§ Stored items
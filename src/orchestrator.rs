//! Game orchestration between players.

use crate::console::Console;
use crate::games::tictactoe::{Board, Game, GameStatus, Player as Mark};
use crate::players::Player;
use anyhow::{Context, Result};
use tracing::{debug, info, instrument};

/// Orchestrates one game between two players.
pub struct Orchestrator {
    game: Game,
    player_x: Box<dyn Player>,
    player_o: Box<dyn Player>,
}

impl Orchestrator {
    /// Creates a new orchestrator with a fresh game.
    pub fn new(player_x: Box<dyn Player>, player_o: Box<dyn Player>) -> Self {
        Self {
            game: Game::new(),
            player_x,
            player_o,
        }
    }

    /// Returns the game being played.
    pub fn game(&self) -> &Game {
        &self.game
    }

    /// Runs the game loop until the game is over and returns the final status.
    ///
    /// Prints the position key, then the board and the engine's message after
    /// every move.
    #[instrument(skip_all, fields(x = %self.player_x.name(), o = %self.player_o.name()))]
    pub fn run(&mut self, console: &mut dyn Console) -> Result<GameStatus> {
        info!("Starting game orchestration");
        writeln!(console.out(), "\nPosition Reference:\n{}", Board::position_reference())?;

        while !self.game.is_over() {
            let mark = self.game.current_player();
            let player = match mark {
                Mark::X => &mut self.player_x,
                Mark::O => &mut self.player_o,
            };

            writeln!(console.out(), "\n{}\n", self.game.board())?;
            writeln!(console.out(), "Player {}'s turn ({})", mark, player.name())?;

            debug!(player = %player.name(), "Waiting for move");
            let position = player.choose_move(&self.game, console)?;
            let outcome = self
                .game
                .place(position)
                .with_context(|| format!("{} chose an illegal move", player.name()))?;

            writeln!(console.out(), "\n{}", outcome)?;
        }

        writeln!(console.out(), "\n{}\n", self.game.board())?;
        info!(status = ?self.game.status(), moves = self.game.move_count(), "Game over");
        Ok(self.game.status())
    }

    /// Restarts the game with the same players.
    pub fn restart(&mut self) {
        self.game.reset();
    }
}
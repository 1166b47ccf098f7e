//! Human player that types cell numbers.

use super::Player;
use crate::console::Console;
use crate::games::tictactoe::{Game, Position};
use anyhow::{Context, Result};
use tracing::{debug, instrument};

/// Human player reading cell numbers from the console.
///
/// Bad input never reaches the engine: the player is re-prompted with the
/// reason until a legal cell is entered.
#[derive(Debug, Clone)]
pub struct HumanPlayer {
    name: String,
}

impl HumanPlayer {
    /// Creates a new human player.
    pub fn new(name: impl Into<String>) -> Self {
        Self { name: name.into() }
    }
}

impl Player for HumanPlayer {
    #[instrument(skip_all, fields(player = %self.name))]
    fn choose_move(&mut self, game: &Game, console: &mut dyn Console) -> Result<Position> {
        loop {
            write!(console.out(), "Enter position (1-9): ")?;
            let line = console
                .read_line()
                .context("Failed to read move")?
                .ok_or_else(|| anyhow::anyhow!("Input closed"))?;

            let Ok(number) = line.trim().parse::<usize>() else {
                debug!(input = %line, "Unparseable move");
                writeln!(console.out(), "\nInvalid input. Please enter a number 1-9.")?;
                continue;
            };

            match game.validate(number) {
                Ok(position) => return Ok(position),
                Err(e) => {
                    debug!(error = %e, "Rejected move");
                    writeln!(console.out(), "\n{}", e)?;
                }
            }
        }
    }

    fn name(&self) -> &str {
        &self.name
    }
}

§ BRIEF
Return a copy of every line in the records that includes the string "impl".

§ TASK SOLUTION
impl Orchestrator {
impl HumanPlayer {
    pub fn new(name: impl Into<String>) -> Self {
impl Player for HumanPlayer {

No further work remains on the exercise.